Enter a real job, two kids, the big 3-0 and a bit of maturity (I know, what I’m about to describe may not seem very mature), and I made a shift. All of a sudden I found myself dreaming all winter about a different kind of big “race,” one that did not involve other people, an official course or a marked starting line.
Ultrarunning for time and adventure on unofficial courses—Fastest Known Times (FKTs)—has taken off, and my first experience with the concept has convinced me why it’s here to stay. For working professionals, parents and other busy people, the flexibility of setting a “race” on your own time has great benefits, whether or not breaking a record is your goal. For techies, route trackers like Strava provide a forum for competitive, friendly and/or social comparison. For backcountry lovers, running alone or with a small group in the wilderness provides adventure. For elites, an FKT attempt on a new or previously established route run can bridge other events. For pros, an FKT might even mean cash bonuses from sponsors.

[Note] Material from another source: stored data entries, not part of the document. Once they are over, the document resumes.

pub mod address;
pub mod ioregisters;
mod mapper;

use crate::apu::{ApuState, SharedApu};
use crate::memory::ioregisters::{IoRegister, IoRegisters};
use crate::memory::mapper::{Mbc, MbcKind};
use std::path::{Path, PathBuf};
use std::sync::{Arc, Mutex};
use std::{fs, io};
use thiserror::Error;

#[derive(Error, Debug)]
pub enum CartridgeLoadError {
    #[error("cannot open file {file_path}: {source}")]
    FileRead {
        file_path: String,
        #[source]
        source: io::Error,
    },
    #[error("ROM image too short to contain a header: {rom_len} bytes")]
    RomTooShort { rom_len: usize },
    #[error("unknown cartridge type (0x{type_byte:02X})")]
    UnknownCartridgeType { type_byte: u8 },
    #[error("unknown external ram size (0x{size_code:02X})")]
    UnknownRamSize { size_code: u8 },
}

/// The loaded ROM image, external RAM, bank controller state, and
/// battery-backed save handling.
pub struct Cartridge {
    rom: Vec<u8>,
    ram: Vec<u8>,
    mbc: Mbc,
    has_battery: bool,
    save_path: Option<PathBuf>,
}

impl Cartridge {
    /// Build a cartridge from a raw ROM image, consulting the header for the
    /// bank controller family and external RAM size. If `save_path` is given
    /// and the cartridge has a battery, external RAM is preloaded from that
    /// file when it exists.
    pub fn new(rom: Vec<u8>, save_path: Option<PathBuf>) -> Result<Self, CartridgeLoadError> {
        if rom.len() < 0x0150 {
            return Err(CartridgeLoadError::RomTooShort { rom_len: rom.len() });
        }

        let type_byte = rom[usize::from(address::CARTRIDGE_TYPE)];
        let Some((kind, has_battery, description)) = mapper::parse_cartridge_type(type_byte) else {
            return Err(CartridgeLoadError::UnknownCartridgeType { type_byte });
        };

        log::info!("Cartridge type: {description}");

        let size_code = rom[usize::from(address::RAM_SIZE)];
        let ram_size = match size_code {
            // MBC2 carries 512 nibble-sized cells regardless of the size code
            0x00 if kind == MbcKind::Mbc2 => 0x200,
            0x00 => 0,
            0x02 => 0x2000,
            0x03 => 0x8000,
            0x04 => 0x20000,
            _ => return Err(CartridgeLoadError::UnknownRamSize { size_code }),
        };

        let mut ram = vec![0; ram_size];

        if has_battery {
            if let Some(save_path) = &save_path {
                match fs::read(save_path) {
                    Ok(saved) => {
                        if saved.len() != ram.len() {
                            log::warn!(
                                "save file {} is {} bytes, expected {}",
                                save_path.display(),
                                saved.len(),
                                ram.len()
                            );
                        }
                        let len = saved.len().min(ram.len());
                        ram[..len].copy_from_slice(&saved[..len]);
                        log::info!("Loaded external RAM from {}", save_path.display());
                    }
                    Err(err) if err.kind() == io::ErrorKind::NotFound => {}
                    Err(err) => {
                        log::warn!("error reading save file {}: {err}", save_path.display());
                    }
                }
            }
        }

        log::info!("Cartridge has {} bytes of external RAM", ram.len());

        Ok(Self { rom, ram, mbc: Mbc::new(kind), has_battery, save_path })
    }

    pub fn from_file(file_path: &str) -> Result<Self, CartridgeLoadError> {
        log::info!("Loading cartridge from '{file_path}'");

        let rom = fs::read(Path::new(file_path)).map_err(|err| CartridgeLoadError::FileRead {
            file_path: file_path.into(),
            source: err,
        })?;

        let save_path = Path::new(file_path).with_extension("save");

        Self::new(rom, Some(save_path))
    }

    /// Read from the ROM address range, honoring the active switchable bank.
    pub fn read_rom_address(&self, address: u16) -> u8 {
        let mapped = self.mbc.map_rom_address(address, self.rom.len());
        self.rom.get(mapped).copied().unwrap_or(0xFF)
    }

    /// A write to the ROM address range is a bank controller register write.
    pub fn write_rom_address(&mut self, address: u16, value: u8) {
        self.mbc.write_rom_address(address, value);
    }

    /// Read from the external RAM range. Unpopulated addresses read as 0xFF.
    pub fn read_ram_address(&self, address: u16) -> u8 {
        let mapped = self.mbc.map_ram_address(address);
        self.ram.get(mapped).copied().unwrap_or(0xFF)
    }

    /// Write to the external RAM range. Unpopulated addresses are ignored.
    pub fn write_ram_address(&mut self, address: u16, value: u8) {
        let mapped = self.mbc.map_ram_address(address);
        if let Some(cell) = self.ram.get_mut(mapped) {
            *cell = value;
        }
    }

    /// Dump external RAM to the save file, if this cartridge has a battery.
    pub fn persist_external_ram(&self) -> Result<(), io::Error> {
        if !self.has_battery {
            return Ok(());
        }

        let Some(save_path) = &self.save_path else {
            return Ok(());
        };

        fs::write(save_path, &self.ram)?;
        log::info!("Wrote external RAM to {}", save_path.display());

        Ok(())
    }

    /// Whether the header declares color-mode support (byte 0x0143 is 0x80
    /// or 0xC0). Software detects color hardware through register A instead;
    /// this controls how finished frames are converted for the host.
    pub fn supports_color_mode(&self) -> bool {
        let code = self.rom[usize::from(address::CGB_SUPPORT)];
        code == 0x80 || code == 0xC0
    }
}

/// The full 16-bit address space: cartridge, display RAM, work RAM, OAM,
/// I/O registers, high RAM, and the interrupt enable register. The sound
/// generator's register block is shared with the audio thread and reached
/// through a mutex.
pub struct AddressSpace {
    cartridge: Cartridge,
    display_ram: [u8; 0x4000],
    work_ram: [u8; 0x8000],
    oam: [u8; 160],
    io_registers: IoRegisters,
    apu: SharedApu,
    hram: [u8; 127],
    ie_register: u8,
}

impl AddressSpace {
    pub fn new(cartridge: Cartridge) -> Self {
        Self {
            cartridge,
            display_ram: [0; 0x4000],
            work_ram: [0; 0x8000],
            oam: [0; 160],
            io_registers: IoRegisters::new(),
            apu: Arc::new(Mutex::new(ApuState::new())),
            hram: [0; 127],
            ie_register: 0,
        }
    }

    fn display_ram_offset(&self, address: u16) -> usize {
        let bank = self.io_registers.read_register(IoRegister::VBK) & 0x01;
        usize::from(address - address::DISPLAY_RAM_START)
            + usize::from(bank) * usize::from(address::DISPLAY_RAM_BANK_SIZE)
    }

    fn work_ram_offset(&self, address: u16) -> usize {
        let offset = usize::from(address - address::WORK_RAM_START);
        if offset < usize::from(address::WORK_RAM_BANK_SIZE) {
            offset
        } else {
            let bank = self.io_registers.read_register(IoRegister::SVBK) & 0x07;
            let bank = if bank == 0 { 1 } else { bank };
            offset + usize::from(bank - 1) * usize::from(address::WORK_RAM_BANK_SIZE)
        }
    }

    /// Read the byte at the given address. Reads are total: unmapped holes
    /// return 0xFF.
    pub fn read_address_u8(&self, address: u16) -> u8 {
        match address {
            address::ROM_START..=address::ROM_END => self.cartridge.read_rom_address(address),
            address::DISPLAY_RAM_START..=address::DISPLAY_RAM_END => {
                self.display_ram[self.display_ram_offset(address)]
            }
            address::EXTERNAL_RAM_START..=address::EXTERNAL_RAM_END => {
                self.cartridge.read_ram_address(address)
            }
            address::WORK_RAM_START..=address::WORK_RAM_END => {
                self.work_ram[self.work_ram_offset(address)]
            }
            address::ECHO_RAM_START..=address::ECHO_RAM_END => {
                self.read_address_u8(address - 0x2000)
            }
            address::OAM_START..=address::OAM_END => {
                self.oam[usize::from(address - address::OAM_START)]
            }
            address::UNUSABLE_START..=address::UNUSABLE_END => 0xFF,
            address::AUDIO_REGISTERS_START..=address::AUDIO_REGISTERS_END => {
                self.apu.lock().unwrap().read_register(address)
            }
            address::IO_REGISTERS_START..=address::IO_REGISTERS_END => {
                self.io_registers.read_address(address)
            }
            address::HRAM_START..=address::HRAM_END => {
                self.hram[usize::from(address - address::HRAM_START)]
            }
            address::IE_REGISTER => self.ie_register,
        }
    }

    /// Write the byte at the given address. Writes to the ROM range are bank
    /// controller commands; writes to unmapped holes are ignored. Audio
    /// register writes apply the sound generator's write hooks.
    pub fn write_address_u8(&mut self, address: u16, value: u8) {
        match address {
            address::ROM_START..=address::ROM_END => {
                self.cartridge.write_rom_address(address, value);
            }
            address::DISPLAY_RAM_START..=address::DISPLAY_RAM_END => {
                let offset = self.display_ram_offset(address);
                self.display_ram[offset] = value;
            }
            address::EXTERNAL_RAM_START..=address::EXTERNAL_RAM_END => {
                self.cartridge.write_ram_address(address, value);
            }
            address::WORK_RAM_START..=address::WORK_RAM_END => {
                let offset = self.work_ram_offset(address);
                self.work_ram[offset] = value;
            }
            address::ECHO_RAM_START..=address::ECHO_RAM_END => {
                self.write_address_u8(address - 0x2000, value);
            }
            address::OAM_START..=address::OAM_END => {
                self.oam[usize::from(address - address::OAM_START)] = value;
            }
            address::UNUSABLE_START..=address::UNUSABLE_END => {}
            address::AUDIO_REGISTERS_START..=address::AUDIO_REGISTERS_END => {
                self.apu.lock().unwrap().write_register(address, value);
            }
            address::IO_REGISTERS_START..=address::IO_REGISTERS_END => {
                self.io_registers.write_address(address, value);
            }
            address::HRAM_START..=address::HRAM_END => {
                self.hram[usize::from(address - address::HRAM_START)] = value;
            }
            address::IE_REGISTER => {
                self.ie_register = value;
            }
        }
    }

    /// Read a display RAM byte from an explicit bank, ignoring VBK. The pixel
    /// pipeline uses this to fetch tile maps and attributes from both banks.
    pub fn read_display_ram(&self, address: u16, bank: u8) -> u8 {
        let offset = usize::from(address - address::DISPLAY_RAM_START)
            + usize::from(bank & 0x01) * usize::from(address::DISPLAY_RAM_BANK_SIZE);
        self.display_ram[offset]
    }

    /// Copy 160 bytes from `source_page << 8` into OAM. Triggered by a write
    /// to the DMA register; runs as a block, outside the machine-cycle clock.
    pub fn perform_oam_dma(&mut self, source_page: u8) {
        let base = u16::from(source_page) << 8;
        for index in 0..address::OAM_SIZE {
            self.oam[usize::from(index)] = self.read_address_u8(base.wrapping_add(index));
        }
    }

    /// Write to HDMA5, scheduling or performing a display RAM transfer.
    ///
    /// Bit 7 set arms one-block-per-HBLANK transfers (the pipeline calls
    /// `run_hblank_hdma` at each HBLANK entry while HDMA5 bit 7 is clear).
    /// Bit 7 clear starts an immediate general-purpose transfer, unless a
    /// per-HBLANK transfer is already armed, in which case it cancels it.
    pub fn write_hdma5(&mut self, value: u8) {
        let old_value = self.io_registers.read_register(IoRegister::HDMA5);
        self.io_registers.write_register(IoRegister::HDMA5, value & 0x7F);

        if value & 0x80 == 0 {
            if old_value & 0x80 != 0 {
                self.perform_hdma_blocks(value & 0x7F);
            } else {
                self.io_registers.write_register(IoRegister::HDMA5, (value & 0x7F) | 0x80);
            }
        }
    }

    /// Transfer one 16-byte block at HBLANK while a per-HBLANK transfer is
    /// armed (HDMA5 bit 7 clear).
    pub fn run_hblank_hdma(&mut self) {
        self.perform_hdma_blocks(0);
    }

    /// Copy `block_count + 1` 16-byte blocks from the HDMA source to the HDMA
    /// destination in the currently selected display RAM bank, advancing the
    /// source/destination registers and decrementing HDMA5. Decrementing past
    /// zero sets bit 7, marking the transfer complete.
    fn perform_hdma_blocks(&mut self, block_count: u8) {
        let transfer_size = 16 * (u16::from(block_count) + 1);

        let mut source = (u16::from(self.io_registers.read_register(IoRegister::HDMA1)) << 8)
            | u16::from(self.io_registers.read_register(IoRegister::HDMA2) & 0xF0);
        let mut destination = (u16::from(self.io_registers.read_register(IoRegister::HDMA3) & 0x1F)
            << 8)
            | u16::from(self.io_registers.read_register(IoRegister::HDMA4) & 0xF0);

        let bank = self.io_registers.read_register(IoRegister::VBK) & 0x01;
        let bank_base = usize::from(bank) * usize::from(address::DISPLAY_RAM_BANK_SIZE);

        for _ in 0..transfer_size {
            let byte = self.read_address_u8(source);
            let offset = usize::from(destination) & (usize::from(address::DISPLAY_RAM_BANK_SIZE) - 1);
            self.display_ram[bank_base + offset] = byte;
            source = source.wrapping_add(1);
            destination = destination.wrapping_add(1);
        }

        self.io_registers.write_register(IoRegister::HDMA1, (source >> 8) as u8);
        self.io_registers.write_register(IoRegister::HDMA2, (source & 0x00FF) as u8);
        self.io_registers.write_register(IoRegister::HDMA3, (destination >> 8) as u8);
        self.io_registers.write_register(IoRegister::HDMA4, (destination & 0x00FF) as u8);

        let hdma5 = self.io_registers.read_register(IoRegister::HDMA5);
        self.io_registers.write_register(IoRegister::HDMA5, hdma5.wrapping_sub(block_count + 1));
    }

    pub fn io_registers(&self) -> &IoRegisters {
        &self.io_registers
    }

    pub fn io_registers_mut(&mut self) -> &mut IoRegisters {
        &mut self.io_registers
    }

    /// A shared handle to the sound generator state, for the audio callback.
    pub fn apu_handle(&self) -> SharedApu {
        Arc::clone(&self.apu)
    }

    pub fn persist_cartridge_ram(&self) -> Result<(), io::Error> {
        self.cartridge.persist_external_ram()
    }
}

So, last December, I set a goal of breaking ultrarunner Luke Nelson’s record time of 7:48 for running 48 miles across Utah’s Zion National Park on a route known as the Zion Traverse, Trans-Zion or Zion Crossing. Logistics, mapping and other details were an adventure of their own, and Nelson, adventurer Andrew Skurka and others helped with my homework.
Running across Zion is a fairly simple concept, and a glance at a park map reveals a clear route of established trails connecting Lee Pass on the west side to the East Rim Trailhead on the east side. Like other such endeavors, however, the devil is in the details. The route climbs some 10,000 vertical feet. Gradients range from flat to super-steep, both uphill and down. Footing includes decent trails and pavement, but a good deal of it is sand, rock, mud, slickrock and riverbed. A few potential bail-out points exist, but much of the route is remote, not covered by cell service and bereft of people—as it should be.
I spent January, February and March hoping European FKT superstar, ultrarunner and speed mountaineer Kilian Jornet wouldn’t beat me to it, checking the FKT website incessantly.